See also: Severe weather and Thunderstorm

Cumulonimbus storm cells can produce heavy rain of a convective nature and flash flooding, as well as straight-line winds. Most storm cells die after about 20 minutes, when the precipitation causes more downdraft than updraft, causing the energy to dissipate. If there is enough solar energy in the atmosphere, however (on a hot summer's day, for example), the moisture from one storm cell can evaporate rapidly—resulting in a new cell forming just a few miles from the former one. This can cause thunderstorms to last for several hours. This multicell cloud structure exists until a cold downdraft preceding the cumulonimbus at ground level flows before the cloud at a distance sufficient to disrupt updraft (5–10 km). From this moment on the cumulonimbus cloud quickly degrades and dissipates, breaking into cumulus congestus, meaning a little rain may still fall and the cirrus spissatus anvil cloud. Eventually all that remains is some broken stratocumulus and altostratus and some strands of cirrus.

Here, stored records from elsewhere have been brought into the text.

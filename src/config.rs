//! Client configuration and bearer-token provision.
//!
//! The configuration is built once at startup and shared read-only by every
//! request for the lifetime of the process. The token is deliberately *not*
//! part of the frozen state: it is fetched from a [`TokenProvider`] at
//! request time, so rotating the credential does not require a restart.

use std::env;
use std::fmt;
use std::sync::Arc;
use std::time::Duration;

use crate::error::{Error, Result};

/// Default base URL for the DeepSeek API. Deployments that proxy same-origin
/// requests to the backend override this with their own origin.
pub const DEFAULT_BASE_URL: &str = "https://api.deepseek.com/";

/// Environment variable consulted for the API key when none is supplied.
pub const API_KEY_ENV: &str = "DEEPSEEK_API_KEY";

/// Default per-request timeout. Model generation can run a very long time,
/// so the deadline is 1,500,000 ms (25 minutes); callers wanting to bail out
/// earlier should use the cancellable request path.
pub const DEFAULT_TIMEOUT: Duration = Duration::from_millis(1_500_000);

/// A source of bearer tokens, consulted once per outgoing request.
///
/// Implementations must return the *current* credential on every call;
/// the client never caches the returned value.
pub trait TokenProvider: Send + Sync {
    /// Returns the current bearer token.
    fn token(&self) -> Result<String>;
}

/// Reads the token from an environment variable on every call.
#[derive(Debug, Clone)]
pub struct EnvToken {
    var: String,
}

impl EnvToken {
    /// Creates a provider backed by the default `DEEPSEEK_API_KEY` variable.
    pub fn new() -> Self {
        Self::var(API_KEY_ENV)
    }

    /// Creates a provider backed by a custom environment variable.
    pub fn var(var: impl Into<String>) -> Self {
        Self { var: var.into() }
    }
}

impl Default for EnvToken {
    fn default() -> Self {
        Self::new()
    }
}

impl TokenProvider for EnvToken {
    fn token(&self) -> Result<String> {
        env::var(&self.var).map_err(|_| {
            Error::authentication(format!(
                "API key not provided and {} environment variable not set",
                self.var
            ))
        })
    }
}

/// A fixed token, useful for tests and for callers that manage the secret
/// themselves.
#[derive(Clone)]
pub struct StaticToken {
    token: String,
}

impl StaticToken {
    /// Creates a provider that always returns the given token.
    pub fn new(token: impl Into<String>) -> Self {
        Self {
            token: token.into(),
        }
    }
}

impl TokenProvider for StaticToken {
    fn token(&self) -> Result<String> {
        Ok(self.token.clone())
    }
}

// The token is a secret; keep it out of Debug output.
impl fmt::Debug for StaticToken {
    fn fmt(&self, f: &mut fmt::Formatter<'_>) -> fmt::Result {
        f.debug_struct("StaticToken").field("token", &"<redacted>").finish()
    }
}

/// Request configuration shared by all calls through a client.
///
/// Constructed once, immutable thereafter; the only per-request variation
/// happens in the interceptor chain.
#[derive(Clone)]
pub struct ClientConfig {
    /// Base URL that request paths are resolved against.
    pub base_url: String,
    /// Client-side deadline applied to every request.
    pub timeout: Duration,
    /// Source of the bearer token, consulted per request.
    pub token: Arc<dyn TokenProvider>,
}

impl ClientConfig {
    /// Creates a configuration with the default base URL, default timeout,
    /// and the environment-backed token provider.
    pub fn new() -> Self {
        Self {
            base_url: DEFAULT_BASE_URL.to_string(),
            timeout: DEFAULT_TIMEOUT,
            token: Arc::new(EnvToken::new()),
        }
    }

    /// Sets the base URL.
    pub fn with_base_url(mut self, base_url: impl Into<String>) -> Self {
        self.base_url = base_url.into();
        self
    }

    /// Sets the per-request timeout.
    pub fn with_timeout(mut self, timeout: Duration) -> Self {
        self.timeout = timeout;
        self
    }

    /// Sets the token provider.
    pub fn with_token(mut self, token: Arc<dyn TokenProvider>) -> Self {
        self.token = token;
        self
    }

    /// Sets a fixed token, shorthand for `with_token(Arc::new(StaticToken::new(..)))`.
    pub fn with_static_token(self, token: impl Into<String>) -> Self {
        self.with_token(Arc::new(StaticToken::new(token)))
    }
}

impl Default for ClientConfig {
    fn default() -> Self {
        Self::new()
    }
}

impl fmt::Debug for ClientConfig {
    fn fmt(&self, f: &mut fmt::Formatter<'_>) -> fmt::Result {
        f.debug_struct("ClientConfig")
            .field("base_url", &self.base_url)
            .field("timeout", &self.timeout)
            .finish_non_exhaustive()
    }
}

#[cfg(test)]
mod tests {
    use super::*;
    use std::sync::Mutex;

    #[test]
    fn default_config() {
        let config = ClientConfig::new();
        assert_eq!(config.base_url, DEFAULT_BASE_URL);
        assert_eq!(config.timeout, DEFAULT_TIMEOUT);
        assert_eq!(config.timeout.as_millis(), 1_500_000);
    }

    #[test]
    fn builder_pattern() {
        let config = ClientConfig::new()
            .with_base_url("http://localhost:8080/")
            .with_timeout(Duration::from_secs(30))
            .with_static_token("test-token");
        assert_eq!(config.base_url, "http://localhost:8080/");
        assert_eq!(config.timeout, Duration::from_secs(30));
        assert_eq!(config.token.token().unwrap(), "test-token");
    }

    #[test]
    fn static_token_debug_redacts() {
        let provider = StaticToken::new("sk-very-secret");
        let debug = format!("{provider:?}");
        assert!(!debug.contains("sk-very-secret"));
        assert!(debug.contains("redacted"));
    }

    #[test]
    fn provider_is_consulted_per_call() {
        struct Rotating {
            current: Mutex<String>,
        }

        impl TokenProvider for Rotating {
            fn token(&self) -> Result<String> {
                Ok(self.current.lock().unwrap().clone())
            }
        }

        let provider = Rotating {
            current: Mutex::new("first".to_string()),
        };
        assert_eq!(provider.token().unwrap(), "first");
        *provider.current.lock().unwrap() = "second".to_string();
        assert_eq!(provider.token().unwrap(), "second");
    }

    #[test]
    fn env_token_missing_is_authentication_error() {
        let provider = EnvToken::var("DEEPCHAT_TEST_UNSET_VARIABLE");
        let err = provider.token().unwrap_err();
        assert!(err.is_auth());
    }
}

Mammatus clouds sometimes form on the underside of the cumulonimbus anvil.

Cumulonimbus clouds contain severe convection currents, with very high, unpredictable winds, particularly in the vertical plane (updrafts and downdrafts). They are therefore extremely dangerous to aircraft. Smaller, propeller-driven planes cannot cope with the conditions and must fly around them; larger jet aircraft fly over the smaller ones and around larger examples. Larger planes are also equipped with weather radar and wind shear detectors to help guide them through, in the event that they need to pass through such clouds to land. Snow and ice conditions can develop in the colder upper portions of the clouds, even when the air temperatures at ground level are moderate.

The air convection can also form mesocyclones, which can cause hail and tornadoes.